**** TASK MATERIAL

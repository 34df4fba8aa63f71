use std::sync::Arc;
use std::time::Duration as StdDuration;

use chrono::{DateTime, Duration, Utc};
use tokio::sync::{oneshot, watch};
use tokio::task::JoinHandle;
use tokio::time::{self, Instant, MissedTickBehavior};

use crate::clients::calendar_client::CalendarClient;
use crate::clients::oauth_client::TokenExchanger;
use crate::error::Result;
use crate::events::queue::{DispatchBus, DispatchedReminder};
use crate::models::session::Session;
use crate::service::event_cache::{DispatchPolicy, DueReminder, EventCache};
use crate::service::refresh::{refresh_events, RefreshSummary};
use crate::service::reminder_message::{DisplayConfig, ReminderMessageService};
use crate::service::session_store::SessionStore;

#[derive(Debug, Clone)]
pub struct SchedulerConfig {
    pub tick_interval: StdDuration,
    pub refresh_interval: StdDuration,
    pub look_ahead: Duration,
    pub policy: DispatchPolicy,
    pub display: DisplayConfig,
}

/// Everything a scheduler needs besides the session it is bound to.
#[derive(Clone)]
pub struct SchedulerContext {
    pub config: SchedulerConfig,
    pub client: Arc<dyn CalendarClient>,
    pub renewer: Option<Arc<dyn TokenExchanger>>,
    pub store: Arc<dyn SessionStore>,
    pub bus: DispatchBus,
    pub shutdown: watch::Receiver<bool>,
}

/// State of one polling cycle: the session, its cache and the refresh marker.
pub struct SchedulerWorker {
    context: SchedulerContext,
    session: Session,
    generation: u64,
    cache: EventCache,
    last_refresh: Option<Instant>,
}

impl SchedulerWorker {
    pub fn new(context: SchedulerContext, session: Session, generation: u64) -> Self {
        Self {
            context,
            session,
            generation,
            cache: EventCache::new(),
            last_refresh: None,
        }
    }

    pub fn cache(&self) -> &EventCache {
        &self.cache
    }

    pub fn session(&self) -> &Session {
        &self.session
    }

    pub fn generation(&self) -> u64 {
        self.generation
    }

    fn refresh_due(&self) -> bool {
        match self.last_refresh {
            Some(at) => at.elapsed() > self.context.config.refresh_interval,
            None => true,
        }
    }

    /// Refreshes when the refresh interval has passed, then sweeps.
    pub async fn tick(&mut self, now: DateTime<Utc>) {
        if self.refresh_due() {
            if let Err(e) = self.refresh(now).await {
                tracing::warn!("Refresh failed, retrying on a later tick: {}", e);
            }
        }
        self.sweep(now).await;
    }

    pub async fn refresh(&mut self, now: DateTime<Utc>) -> Result<RefreshSummary> {
        self.last_refresh = Some(Instant::now());
        self.renew_if_expired(now).await;

        let look_ahead = self.context.config.look_ahead;
        let summary = refresh_events(
            &mut self.cache,
            self.context.client.as_ref(),
            &self.session,
            now,
            look_ahead,
        )
        .await?;
        tracing::info!(
            "Refreshed events for the next {} minutes - found {} ({} cached)",
            look_ahead.num_minutes(),
            summary.received,
            self.cache.len()
        );
        Ok(summary)
    }

    async fn renew_if_expired(&mut self, now: DateTime<Utc>) {
        if !self.session.is_expired(now) || !self.session.can_renew() {
            return;
        }
        let Some(renewer) = self.context.renewer.clone() else {
            return;
        };
        match renewer.renew(&self.session).await {
            Ok(renewed) => {
                if let Err(e) = self.context.store.save(&renewed) {
                    tracing::warn!("Failed to save renewed session: {}", e);
                }
                tracing::info!("Session renewed");
                self.session = renewed;
            }
            Err(e) => tracing::warn!("Session renewal failed: {}", e),
        }
    }

    /// Dispatches every reminder due at `now` and applies the resulting
    /// cache updates. Returns the number of reminders dispatched.
    pub async fn sweep(&mut self, now: DateTime<Utc>) -> usize {
        let due: Vec<DueReminder> = self.cache.due(now, self.context.config.policy).collect();
        let mut dispatched = 0;
        for reminder in due {
            let id = reminder.event.id.clone();
            let display = &self.context.config.display;
            let message = match ReminderMessageService::build_message(&reminder.event, display) {
                Ok(message) => message,
                Err(e) => {
                    // Not delivered, so not recorded as fired either. A later
                    // refresh brings it back if the calendar still has it.
                    tracing::warn!(
                        "Cannot render reminder for {}, dropping it: {}",
                        reminder.event,
                        e
                    );
                    self.cache.remove(&id);
                    continue;
                }
            };
            self.context
                .bus
                .emit(DispatchedReminder {
                    generation: self.generation,
                    event_id: id.clone(),
                    summary: message.summary,
                    body: message.body,
                    reminder_time: ReminderMessageService::reminder_time(&reminder.event, display),
                })
                .await;
            dispatched += 1;
            self.cache.record_dispatch(&id, now);
            if reminder.disposition.evicts() {
                self.cache.evict(&id);
                tracing::debug!("Removed event {}", reminder.event);
            }
        }
        dispatched
    }
}

pub(crate) async fn shutdown_requested(shutdown: &mut watch::Receiver<bool>) {
    let closed = shutdown.wait_for(|stop| *stop).await.is_err();
    if closed {
        // Nobody can signal anymore.
        std::future::pending::<()>().await;
    }
}

async fn run_scheduler_loop(
    mut worker: SchedulerWorker,
    mut stop_rx: oneshot::Receiver<()>,
    mut shutdown: watch::Receiver<bool>,
) {
    let tick_interval = worker.context.config.tick_interval;
    tracing::info!(
        "Starting ticker with interval of {:?} (generation {})",
        tick_interval,
        worker.generation
    );

    tokio::select! {
        _ = &mut stop_rx => return,
        _ = shutdown_requested(&mut shutdown) => return,
        result = worker.refresh(Utc::now()) => {
            if let Err(e) = result {
                tracing::warn!("Initial refresh failed: {}", e);
            }
        }
    }

    let mut ticker = time::interval_at(Instant::now() + tick_interval, tick_interval);
    ticker.set_missed_tick_behavior(MissedTickBehavior::Delay);
    loop {
        tokio::select! {
            _ = &mut stop_rx => break,
            _ = shutdown_requested(&mut shutdown) => break,
            _ = ticker.tick() => {}
        }
        // A slow refresh must not hold up stop or shutdown.
        tokio::select! {
            _ = &mut stop_rx => break,
            _ = shutdown_requested(&mut shutdown) => break,
            _ = worker.tick(Utc::now()) => {}
        }
    }
    tracing::info!("Exiting ticker (generation {})", worker.generation);
}

struct RunningScheduler {
    generation: u64,
    stop_tx: oneshot::Sender<()>,
    handle: JoinHandle<()>,
}

/// Owns at most one polling task. Dropping the scheduler stops its task.
pub struct SessionScheduler {
    context: SchedulerContext,
    running: Option<RunningScheduler>,
}

impl SessionScheduler {
    pub fn new(context: SchedulerContext) -> Self {
        Self {
            context,
            running: None,
        }
    }

    pub fn is_running(&self) -> bool {
        self.running
            .as_ref()
            .is_some_and(|running| !running.handle.is_finished())
    }

    pub fn generation(&self) -> Option<u64> {
        self.running.as_ref().map(|running| running.generation)
    }

    /// Starts polling for `session`, stopping any previous cycle first.
    pub async fn start(&mut self, session: Session, generation: u64) {
        self.stop().await;
        let (stop_tx, stop_rx) = oneshot::channel();
        let shutdown = self.context.shutdown.clone();
        let worker = SchedulerWorker::new(self.context.clone(), session, generation);
        let handle = tokio::spawn(run_scheduler_loop(worker, stop_rx, shutdown));
        self.running = Some(RunningScheduler {
            generation,
            stop_tx,
            handle,
        });
    }

    /// Stops the polling task and waits for it to finish. No-op when
    /// nothing is running.
    pub async fn stop(&mut self) {
        let Some(running) = self.running.take() else {
            return;
        };
        tracing::info!("Stopping ticker (generation {})", running.generation);
        let _ = running.stop_tx.send(());
        if let Err(e) = running.handle.await {
            tracing::error!("Scheduler task failed: {:?}", e);
        }
    }
}

#[cfg(test)]
mod tests {
    use super::*;
    use crate::models::event::{Event, EventLocation, EventTime};
    use async_trait::async_trait;
    use chrono::TimeZone;
    use tokio::sync::mpsc;

    struct EmptyCalendar;

    #[async_trait]
    impl CalendarClient for EmptyCalendar {
        async fn reminder_view(
            &self,
            _session: &Session,
            _start: DateTime<Utc>,
            _end: DateTime<Utc>,
        ) -> Result<Vec<Event>> {
            Ok(Vec::new())
        }
    }

    struct NoStore;

    impl SessionStore for NoStore {
        fn save(&self, _session: &Session) -> Result<()> {
            Ok(())
        }

        fn load(&self) -> Result<Option<Session>> {
            Ok(None)
        }
    }

    fn worker() -> (SchedulerWorker, mpsc::Receiver<DispatchedReminder>) {
        let (bus, rx) = DispatchBus::new(4);
        let (_tx, shutdown) = watch::channel(false);
        let context = SchedulerContext {
            config: SchedulerConfig {
                tick_interval: StdDuration::from_secs(30),
                refresh_interval: StdDuration::from_secs(300),
                look_ahead: Duration::minutes(60),
                policy: DispatchPolicy::SingleFire,
                display: DisplayConfig {
                    timezone: chrono_tz::Tz::UTC,
                    time_format: "%H:%M".to_string(),
                },
            },
            client: Arc::new(EmptyCalendar),
            renewer: None,
            store: Arc::new(NoStore),
            bus,
            shutdown,
        };
        (SchedulerWorker::new(context, Session::new("tok"), 1), rx)
    }

    #[tokio::test]
    async fn unrenderable_reminder_is_not_counted_as_fired() {
        let (mut worker, mut rx) = worker();
        let now = Utc.with_ymd_and_hms(2026, 3, 2, 16, 0, 0).unwrap();
        worker.cache.merge(Event {
            id: "broken".to_string(),
            subject: "Broken".to_string(),
            web_link: None,
            start_time: EventTime::new("garbage", "UTC"),
            end_time: EventTime::new("garbage", "UTC"),
            reminder_fire_time: EventTime::new("2026-03-02T16:00:00", "UTC"),
            location: EventLocation::default(),
            dispatch: Default::default(),
        });

        assert_eq!(worker.sweep(now).await, 0);
        assert!(rx.try_recv().is_err());
        assert!(worker.cache().is_empty());
        // Dropped without a fired record: a corrected copy is accepted again.
        let fixed = Event {
            id: "broken".to_string(),
            subject: "Fixed".to_string(),
            web_link: None,
            start_time: EventTime::new("2026-03-02T16:15:00", "UTC"),
            end_time: EventTime::new("2026-03-02T16:45:00", "UTC"),
            reminder_fire_time: EventTime::new("2026-03-02T16:00:00", "UTC"),
            location: EventLocation::default(),
            dispatch: Default::default(),
        };
        worker.cache.merge(fixed);
        assert_eq!(worker.sweep(now).await, 1);
        assert_eq!(rx.try_recv().unwrap().summary, "Fixed");
    }
}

********

> **TASK DIRECTIONS**
Respond with nothing but the number of lines in the entries that contain the string "models".

> **ANSWER BOX**
2